The majority of the included studies reported on adverse events with a range of 18.2%-87.5% for MIPD and 8.0%–92.9% for OPD. According to the results of the meta-analysis, though the incidence of postoperative complications tended to favor the MIPD group, but there was not statistically significant difference (RR = 0.89, 95%CI: 0.78 ~ 1.02, P = 0.10). We summarized the specific postoperative surgical and medical complications based on all reviewed researched in Table 2 and Table 3. The most common surgical complication was POPF, followed by DGE, PPH, fluid collection or abscess, wound infection, bile leakage, ileus, et al. And the most common medical complication was respiratory complications, especially pulmonary infection, followed by cardiovascular complications and renal complications. The total POPF rates vary substantially between 3.8% and 50% observed in all systematic reviewed studies (Additional file 6).

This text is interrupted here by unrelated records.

//! Site use-case service.
//!
//! # Responsibility
//! - Provide post get/list/tag APIs over any `PostRepository`.
//! - Derive plain-text summaries and lead images from markdown bodies.
//!
//! # Invariants
//! - Post listings are always sorted by `date DESC, slug ASC`.
//! - Tag filters operate on the normalized lowercase form.

use crate::corpus::{normalize_post_limit, CorpusError, CorpusResult, PostListQuery, PostRepository};
use crate::model::post::{normalize_tag, Post, Slug};
use once_cell::sync::Lazy;
use regex::Regex;
use std::error::Error;
use std::fmt::{Display, Formatter};

const SUMMARY_MAX_CHARS: usize = 160;

pub(crate) static MARKDOWN_IMAGE_RE: Lazy<Regex> =
    Lazy::new(|| Regex::new(r"!\[[^\]]*]\(([^)\s]+)(?:\s+[^)]*)?\)").expect("valid image regex"));
static MARKDOWN_LINK_RE: Lazy<Regex> =
    Lazy::new(|| Regex::new(r"\[([^\]]+)\]\(([^)]+)\)").expect("valid link regex"));
static MARKDOWN_SYMBOL_RE: Lazy<Regex> =
    Lazy::new(|| Regex::new(r#"[\*_`#>~\-\[\]\(\)!|$]+"#).expect("valid markdown symbol regex"));
static WHITESPACE_RE: Lazy<Regex> = Lazy::new(|| Regex::new(r"\s+").expect("valid ws regex"));

/// Service error for site use-cases.
#[derive(Debug)]
pub enum SiteServiceError {
    /// Tag input is empty after normalization.
    InvalidTag(String),
    /// Target post does not exist (or is an excluded draft).
    PostNotFound(Slug),
    /// Corpus-layer failure.
    Corpus(CorpusError),
}

impl Display for SiteServiceError {
    fn fmt(&self, f: &mut Formatter<'_>) -> std::fmt::Result {
        match self {
            Self::InvalidTag(value) => write!(f, "invalid tag: `{value}`"),
            Self::PostNotFound(slug) => write!(f, "post not found: {slug}"),
            Self::Corpus(err) => write!(f, "{err}"),
        }
    }
}

impl Error for SiteServiceError {
    fn source(&self) -> Option<&(dyn Error + 'static)> {
        match self {
            Self::Corpus(err) => Some(err),
            _ => None,
        }
    }
}

impl From<CorpusError> for SiteServiceError {
    fn from(value: CorpusError) -> Self {
        Self::Corpus(value)
    }
}

/// List result envelope used by service callers.
#[derive(Debug, Clone, PartialEq, Eq)]
pub struct PostsListResult {
    /// List items sorted by `date DESC, slug ASC`.
    pub items: Vec<Post>,
    /// Effective normalized limit used by the query.
    pub applied_limit: u32,
}

/// Markdown-derived summary projection for listings and feeds.
#[derive(Debug, Clone, PartialEq, Eq)]
pub struct MarkdownSummary {
    /// Sanitized plain-text lead paragraph.
    pub summary_text: Option<String>,
    /// First markdown image path in the body.
    pub lead_image: Option<String>,
}

/// Site service facade over repository implementations.
pub struct SiteService<R: PostRepository> {
    repo: R,
}

impl<R: PostRepository> SiteService<R> {
    /// Creates a service using the provided repository implementation.
    pub fn new(repo: R) -> Self {
        Self { repo }
    }

    /// Gets one published post by slug.
    pub fn get_post(&self, slug: &str) -> Result<Post, SiteServiceError> {
        self.repo
            .get_post(slug, false)?
            .ok_or_else(|| SiteServiceError::PostNotFound(slug.to_string()))
    }

    /// Lists published posts using optional single-tag filter and pagination.
    pub fn list_posts(
        &self,
        tag: Option<String>,
        limit: Option<u32>,
        offset: u32,
    ) -> Result<PostsListResult, SiteServiceError> {
        let normalized_tag = match tag {
            Some(raw) => {
                Some(normalize_tag(&raw).ok_or_else(|| SiteServiceError::InvalidTag(raw))?)
            }
            None => None,
        };
        let applied_limit = normalize_post_limit(limit);
        let query = PostListQuery {
            tag: normalized_tag,
            include_drafts: false,
            limit: Some(applied_limit),
            offset,
        };
        let items = self.repo.list_posts(&query)?;
        Ok(PostsListResult {
            items,
            applied_limit,
        })
    }

    /// Lists normalized tags across published posts.
    pub fn list_tags(&self) -> CorpusResult<Vec<String>> {
        self.repo.list_tags()
    }
}

/// Derives summary fields from a markdown body.
///
/// Rules:
/// - `lead_image`: first markdown image path matched by regex.
/// - `summary_text`: markdown symbols removed, whitespace normalized, first
///   160 chars retained.
pub fn derive_summary(body: &str) -> MarkdownSummary {
    let lead_image = MARKDOWN_IMAGE_RE
        .captures(body)
        .and_then(|caps| caps.get(1).map(|m| m.as_str().trim().to_string()))
        .filter(|value| !value.is_empty());

    let without_images = MARKDOWN_IMAGE_RE.replace_all(body, " ");
    let without_links = MARKDOWN_LINK_RE.replace_all(&without_images, "$1");
    let without_symbols = MARKDOWN_SYMBOL_RE.replace_all(&without_links, " ");
    let normalized = WHITESPACE_RE.replace_all(&without_symbols, " ");
    let trimmed = normalized.trim();
    let summary_text = if trimmed.is_empty() {
        None
    } else {
        Some(trimmed.chars().take(SUMMARY_MAX_CHARS).collect())
    };

    MarkdownSummary {
        summary_text,
        lead_image,
    }
}

#[cfg(test)]
mod tests {
    use super::derive_summary;

    #[test]
    fn summary_extracts_first_image_path() {
        let summary = derive_summary("x ![a](images/one.png) y ![b](images/two.png)");
        assert_eq!(summary.lead_image.as_deref(), Some("images/one.png"));
    }

    #[test]
    fn summary_strips_markdown_symbols_and_limits_length() {
        let source = "# Heading\n\n- [link](https://example.com)\n**bold** `code` $x^2$";
        let summary = derive_summary(source);
        let text = summary.summary_text.expect("summary_text should exist");
        assert!(!text.contains('#'));
        assert!(!text.contains('*'));
        assert!(!text.contains('$'));
        assert!(text.chars().count() <= 160);
    }

    #[test]
    fn summary_of_empty_body_is_none() {
        let summary = derive_summary("   \n  ");
        assert!(summary.summary_text.is_none());
        assert!(summary.lead_image.is_none());
    }
}
//! Site configuration loading and validation.
//!
//! # Responsibility
//! - Load `inkpress.toml` into a validated `SiteConfig`.
//! - Resolve relative content/output paths against the config location.
//!
//! # Invariants
//! - `base_url` carries a scheme and no trailing slash after load.
//! - Defaulted paths keep the conventional layout: `content/`, `public/`,
//!   `static/images/`.

use serde::Deserialize;
use std::error::Error;
use std::fmt::{Display, Formatter};
use std::fs;
use std::path::{Path, PathBuf};

pub type ConfigResult<T> = Result<T, ConfigError>;

/// Configuration errors surfaced before any pipeline work starts.
#[derive(Debug)]
pub enum ConfigError {
    /// Config file could not be read.
    Io {
        path: PathBuf,
        source: std::io::Error,
    },
    /// Config file is not valid TOML for the expected shape.
    Parse(toml::de::Error),
    /// `base_url` is empty or missing a scheme.
    InvalidBaseUrl(String),
    /// `custom_domain` is present but blank.
    EmptyCustomDomain,
}

impl Display for ConfigError {
    fn fmt(&self, f: &mut Formatter<'_>) -> std::fmt::Result {
        match self {
            Self::Io { path, source } => {
                write!(f, "cannot read config `{}`: {source}", path.display())
            }
            Self::Parse(err) => write!(f, "invalid config: {err}"),
            Self::InvalidBaseUrl(value) => write!(
                f,
                "invalid base_url `{value}`; expected an http(s) URL"
            ),
            Self::EmptyCustomDomain => write!(f, "custom_domain must not be blank when set"),
        }
    }
}

impl Error for ConfigError {
    fn source(&self) -> Option<&(dyn Error + 'static)> {
        match self {
            Self::Io { source, .. } => Some(source),
            Self::Parse(err) => Some(err),
            _ => None,
        }
    }
}

impl From<toml::de::Error> for ConfigError {
    fn from(value: toml::de::Error) -> Self {
        Self::Parse(value)
    }
}

/// Validated site configuration consumed by the build pipeline.
#[derive(Debug, Clone, PartialEq, Eq, Deserialize)]
pub struct SiteConfig {
    /// Site title shown on the index page.
    pub title: String,
    /// Canonical site URL used for absolute links. No trailing slash.
    pub base_url: String,
    /// When set, written verbatim into the `CNAME` marker file.
    #[serde(default)]
    pub custom_domain: Option<String>,
    /// Directory holding the markdown corpus.
    #[serde(default = "default_content_dir")]
    pub content_dir: PathBuf,
    /// Publish directory the build writes into.
    #[serde(default = "default_output_dir")]
    pub output_dir: PathBuf,
    /// Directory image references must resolve under.
    #[serde(default = "default_images_dir")]
    pub images_dir: PathBuf,
    /// Collapse inter-tag whitespace in emitted HTML.
    #[serde(default)]
    pub minify: bool,
    /// Render drafts too. Preview builds only.
    #[serde(default)]
    pub include_drafts: bool,
}

fn default_content_dir() -> PathBuf {
    PathBuf::from("content")
}

fn default_output_dir() -> PathBuf {
    PathBuf::from("public")
}

fn default_images_dir() -> PathBuf {
    PathBuf::from("static/images")
}

impl SiteConfig {
    /// Loads and validates a config file.
    ///
    /// Relative `content_dir`/`output_dir`/`images_dir` are resolved against
    /// the config file's parent directory.
    ///
    /// # Errors
    /// - `Io` when the file cannot be read.
    /// - `Parse` when the TOML shape is wrong.
    /// - Validation errors per [`SiteConfig::validate`].
    pub fn load(path: impl AsRef<Path>) -> ConfigResult<Self> {
        let path = path.as_ref();
        let raw = fs::read_to_string(path).map_err(|source| ConfigError::Io {
            path: path.to_path_buf(),
            source,
        })?;
        let mut config: SiteConfig = toml::from_str(&raw)?;
        config.validate()?;

        if let Some(root) = path.parent() {
            config.content_dir = resolve(root, &config.content_dir);
            config.output_dir = resolve(root, &config.output_dir);
            config.images_dir = resolve(root, &config.images_dir);
        }
        Ok(config)
    }

    /// Validates field invariants and normalizes `base_url`.
    pub fn validate(&mut self) -> ConfigResult<()> {
        let base_url = self.base_url.trim();
        if !base_url.starts_with("http://") && !base_url.starts_with("https://") {
            return Err(ConfigError::InvalidBaseUrl(self.base_url.clone()));
        }
        self.base_url = base_url.trim_end_matches('/').to_string();

        if let Some(domain) = &self.custom_domain {
            if domain.trim().is_empty() {
                return Err(ConfigError::EmptyCustomDomain);
            }
        }
        Ok(())
    }
}

fn resolve(root: &Path, path: &Path) -> PathBuf {
    if path.is_absolute() {
        path.to_path_buf()
    } else {
        root.join(path)
    }
}

#[cfg(test)]
mod tests {
    use super::{ConfigError, SiteConfig};
    use std::path::PathBuf;

    fn base() -> SiteConfig {
        SiteConfig {
            title: "blog".to_string(),
            base_url: "https://example.com/".to_string(),
            custom_domain: None,
            content_dir: PathBuf::from("content"),
            output_dir: PathBuf::from("public"),
            images_dir: PathBuf::from("static/images"),
            minify: false,
            include_drafts: false,
        }
    }

    #[test]
    fn validate_strips_trailing_slash() {
        let mut config = base();
        config.validate().expect("valid config");
        assert_eq!(config.base_url, "https://example.com");
    }

    #[test]
    fn validate_rejects_schemeless_base_url() {
        let mut config = base();
        config.base_url = "example.com".to_string();
        assert!(matches!(
            config.validate(),
            Err(ConfigError::InvalidBaseUrl(_))
        ));
    }

    #[test]
    fn validate_rejects_blank_custom_domain() {
        let mut config = base();
        config.custom_domain = Some("  ".to_string());
        assert!(matches!(
            config.validate(),
            Err(ConfigError::EmptyCustomDomain)
        ));
    }

    #[test]
    fn toml_defaults_apply() {
        let config: SiteConfig =
            toml::from_str("title = \"b\"\nbase_url = \"https://b.dev\"\n").expect("parse");
        assert_eq!(config.content_dir, PathBuf::from("content"));
        assert_eq!(config.output_dir, PathBuf::from("public"));
        assert!(!config.minify);
    }
}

As to quantitative meta-analysis, no significant difference was found in pooled data of the meta-analysis between the MIPD group and OPD group in regard to the rate of overall POPF (RR = 0.91, 95%CI: 0.78 ~ 1.07, P = 0.25) (Fig. 6), as was the severe POPF rates (RR = 1.04, 95%CI: 0.86 ~ 1.27, P = 0.68), which was defined as grade B and above according to the ISGPF. The meta-analysis also did not find any statistically significant differences between groups regarding other complications, such as DGE and PPH. Fourteen studies reported reoperation cases, and there was no significant difference in reoperation rate (RR = 1.02, 95%CI: 0.70 ~ 1.49, P = 0.92). The specific reoperation reasons observed in the meta-analysis included studies are summarized in Additional file 9. Nine studies reported readmission cases, and there was also no significant difference in readmission rate (RR = 1.16, 95%CI: 0.96 ~ 1.40, P = 0.13). The overall perioperative mortality rates range from 0%–6.9% in all systematic reviewed studies (Additional file 6). As for quantitative analysis of perioperative mortality, the meta-analysis of cohorts demonstrated no significant difference between the two groups (RR = 0.81, 95%CI: 0.51 ~ 1.30, P = 0.39). The specific death reasons in the meta-analysis studies are summarized in Additional file 10. The grade C POPFs were primary causes of postoperative reoperation and death. The morbidity and mortality outcomes of the quantitative meta-analysis are also summarized in Table 1.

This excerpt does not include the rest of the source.